The private party to most PPP contracts is a specific project company formed for that purpose—often called a Special Purpose Vehicle (SPV). This project company raises finance through a combination of equity—provided by the project company's shareholders—and debt provided by banks, or through bonds or other financial instruments. The finance structure is the combination of equity and debt, and contractual relationships between the equity holders and lenders.

Typical PPP Project Structure shows a typical contract structure for a PPP project. The government's primary contractual relationship is with the project company. This may be complemented by a direct agreement between contracting authority and lenders; although often this relationship is limited to the provisions in favor of the lenders included in the PPP agreement, such as step-in rights or senior debt repayment guarantees.
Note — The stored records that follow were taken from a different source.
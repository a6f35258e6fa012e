//! Maps backend JSON payloads onto meeting and attendee descriptors.
//!
//! Two payload shapes are understood:
//!
//! - the flat shape returned by the meeting service itself:
//!   `{"Meeting": {...}, "Attendee": {...}}`
//! - the `joinInfo` envelope:
//!   `{"joinInfo": {"meetingResponse": {"meeting": {...}}, "attendeeResponse": {"attendee": {...}}}}`
//!
//! Every missing required field is reported with its full dotted path.

use serde_json::Value;

use crate::errors::MeetingError;
use crate::models::{
    AttendeeDescriptor, MediaPlacement, MeetingDescriptor, MeetingFeatures, VideoResolution,
};

const MEETING_PATHS: [&[&str]; 2] = [&["Meeting"], &["joinInfo", "meetingResponse", "meeting"]];
const ATTENDEE_PATHS: [&[&str]; 2] = [&["Attendee"], &["joinInfo", "attendeeResponse", "attendee"]];

/// A JSON object together with the path it was found at.
#[derive(Clone, Copy)]
struct Node<'a> {
    value: &'a Value,
    path: &'a str,
}

/// Extract `Meeting.MeetingId` from a create-meeting reply.
pub fn meeting_id(payload: &Value) -> Result<String, MeetingError> {
    let (meeting, path) = locate(payload, &MEETING_PATHS)?;
    required_string(Node { value: meeting, path: &path }, "MeetingId")
}

/// Extract `Attendee.AttendeeId` from a join-meeting reply.
pub fn attendee_id(payload: &Value) -> Result<String, MeetingError> {
    let (attendee, path) = locate(payload, &ATTENDEE_PATHS)?;
    required_string(Node { value: attendee, path: &path }, "AttendeeId")
}

/// Whether the payload carries a meeting object in any known shape.
pub fn has_meeting(payload: &Value) -> bool {
    locate(payload, &MEETING_PATHS).is_ok()
}

pub fn map_meeting(payload: &Value) -> Result<MeetingDescriptor, MeetingError> {
    let (meeting, path) = locate(payload, &MEETING_PATHS)?;
    let node = Node { value: meeting, path: &path };

    let meeting_id = required_string(node, "MeetingId")?;
    let external_meeting_id = optional_string(node, "ExternalMeetingId")?;
    let media_region = required_string(node, "MediaRegion")?;

    let placement_path = format!("{path}.MediaPlacement");
    let placement = node
        .value
        .get("MediaPlacement")
        .ok_or_else(|| MeetingError::missing(&placement_path))?;
    let placement = object(placement, &placement_path)?;
    let media_placement = map_placement(Node {
        value: placement,
        path: &placement_path,
    })?;

    let features = match node.value.get("MeetingFeatures") {
        None | Some(Value::Null) => MeetingFeatures::default(),
        Some(v) => {
            let features_path = format!("{path}.MeetingFeatures");
            map_features(Node {
                value: object(v, &features_path)?,
                path: &features_path,
            })?
        }
    };

    Ok(MeetingDescriptor {
        meeting_id,
        external_meeting_id,
        media_region,
        media_placement,
        features,
    })
}

pub fn map_attendee(payload: &Value) -> Result<AttendeeDescriptor, MeetingError> {
    let (attendee, path) = locate(payload, &ATTENDEE_PATHS)?;
    let node = Node { value: attendee, path: &path };
    Ok(AttendeeDescriptor {
        attendee_id: required_string(node, "AttendeeId")?,
        external_user_id: required_string(node, "ExternalUserId")?,
        join_token: optional_string(node, "JoinToken")?.unwrap_or_default(),
    })
}

/// Map a payload that carries both objects.
pub fn map_join_info(
    payload: &Value,
) -> Result<(MeetingDescriptor, AttendeeDescriptor), MeetingError> {
    Ok((map_meeting(payload)?, map_attendee(payload)?))
}

fn map_placement(node: Node<'_>) -> Result<MediaPlacement, MeetingError> {
    Ok(MediaPlacement {
        audio_host_url: required_string(node, "AudioHostUrl")?,
        audio_fallback_url: optional_string(node, "AudioFallbackUrl")?,
        signaling_url: required_string(node, "SignalingUrl")?,
        turn_control_url: required_string(node, "TurnControlUrl")?,
        screen_data_url: optional_string(node, "ScreenDataUrl")?,
        screen_sharing_url: optional_string(node, "ScreenSharingUrl")?,
        screen_viewing_url: optional_string(node, "ScreenViewingUrl")?,
    })
}

fn map_features(node: Node<'_>) -> Result<MeetingFeatures, MeetingError> {
    Ok(MeetingFeatures {
        video_max_resolution: max_resolution(node, "Video")?,
        content_max_resolution: max_resolution(node, "Content")?,
    })
}

/// Reads `<section>.MaxResolution`; the section key is matched case-insensitively.
fn max_resolution(node: Node<'_>, section: &str) -> Result<Option<VideoResolution>, MeetingError> {
    let Some((key, value)) = node
        .value
        .as_object()
        .and_then(|o| o.iter().find(|(k, _)| k.eq_ignore_ascii_case(section)))
    else {
        return Ok(None);
    };
    if value.is_null() {
        return Ok(None);
    }

    let section_path = format!("{}.{key}", node.path);
    let section = object(value, &section_path)?;
    let res_path = format!("{section_path}.MaxResolution");
    let res = match section.get("MaxResolution") {
        None | Some(Value::Null) => return Ok(None),
        Some(v) => object(v, &res_path)?,
    };

    let dim = |name: &str| -> Result<u32, MeetingError> {
        let p = format!("{res_path}.{name}");
        let v = res.get(name).ok_or_else(|| MeetingError::missing(&p))?;
        v.as_u64()
            .and_then(|n| u32::try_from(n).ok())
            .ok_or_else(|| MeetingError::malformed(&p, "expected a non-negative integer"))
    };

    Ok(Some(VideoResolution {
        width: dim("Width")?,
        height: dim("Height")?,
    }))
}

fn locate<'a>(
    payload: &'a Value,
    candidates: &[&[&str]],
) -> Result<(&'a Value, String), MeetingError> {
    if !payload.is_object() {
        return Err(MeetingError::malformed("$", "expected a JSON object"));
    }
    // Report against the shape the payload claims to use.
    let mut first_missing: Option<String> = None;
    for segments in candidates {
        let mut current = payload;
        let mut found = true;
        for (depth, segment) in segments.iter().enumerate() {
            match current.get(segment) {
                Some(next) if !next.is_null() => current = next,
                _ => {
                    if depth > 0 || first_missing.is_none() {
                        first_missing = Some(segments[..=depth].join("."));
                    }
                    found = false;
                    break;
                }
            }
        }
        if found {
            let path = segments.join(".");
            object(current, &path)?;
            return Ok((current, path));
        }
    }
    Err(MeetingError::missing(
        first_missing.unwrap_or_else(|| "$".to_string()),
    ))
}

fn object<'a>(value: &'a Value, path: &str) -> Result<&'a Value, MeetingError> {
    if value.is_object() {
        Ok(value)
    } else {
        Err(MeetingError::malformed(path, "expected a JSON object"))
    }
}

fn required_string(node: Node<'_>, key: &str) -> Result<String, MeetingError> {
    let path = format!("{}.{key}", node.path);
    match node.value.get(key) {
        None | Some(Value::Null) => Err(MeetingError::missing(path)),
        Some(Value::String(s)) if s.trim().is_empty() => {
            Err(MeetingError::malformed(path, "value is empty"))
        }
        Some(Value::String(s)) => Ok(s.clone()),
        Some(_) => Err(MeetingError::malformed(path, "expected a string")),
    }
}

fn optional_string(node: Node<'_>, key: &str) -> Result<Option<String>, MeetingError> {
    match node.value.get(key) {
        None | Some(Value::Null) => Ok(None),
        Some(Value::String(s)) if s.is_empty() => Ok(None),
        Some(Value::String(s)) => Ok(Some(s.clone())),
        Some(_) => Err(MeetingError::malformed(
            format!("{}.{key}", node.path),
            "expected a string",
        )),
    }
}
The initial equity investors, who develop the PPP proposal, are typically called project shareholders. Typical equity investors may be project developers, engineering or construction companies, infrastructure management companies, and private equity funds. Lenders to PPP projects in developing countries may include commercial banks, multilateral and bilateral development banks and finance institutions, and institutional investors such as pension funds and insurance companies.

As shown in Typical PPP Project Structure, the project company contracts with firms to manage design and construction (usually known as an Engineering, Procurement and Construction, or EPC contract), and operations and maintenance (O&M). These contractors may be affiliated with the equity investors. Yescombe's book on PPP finance includes examples of PPP structures for different types of PPP (Yescombe 2007, section 1.4).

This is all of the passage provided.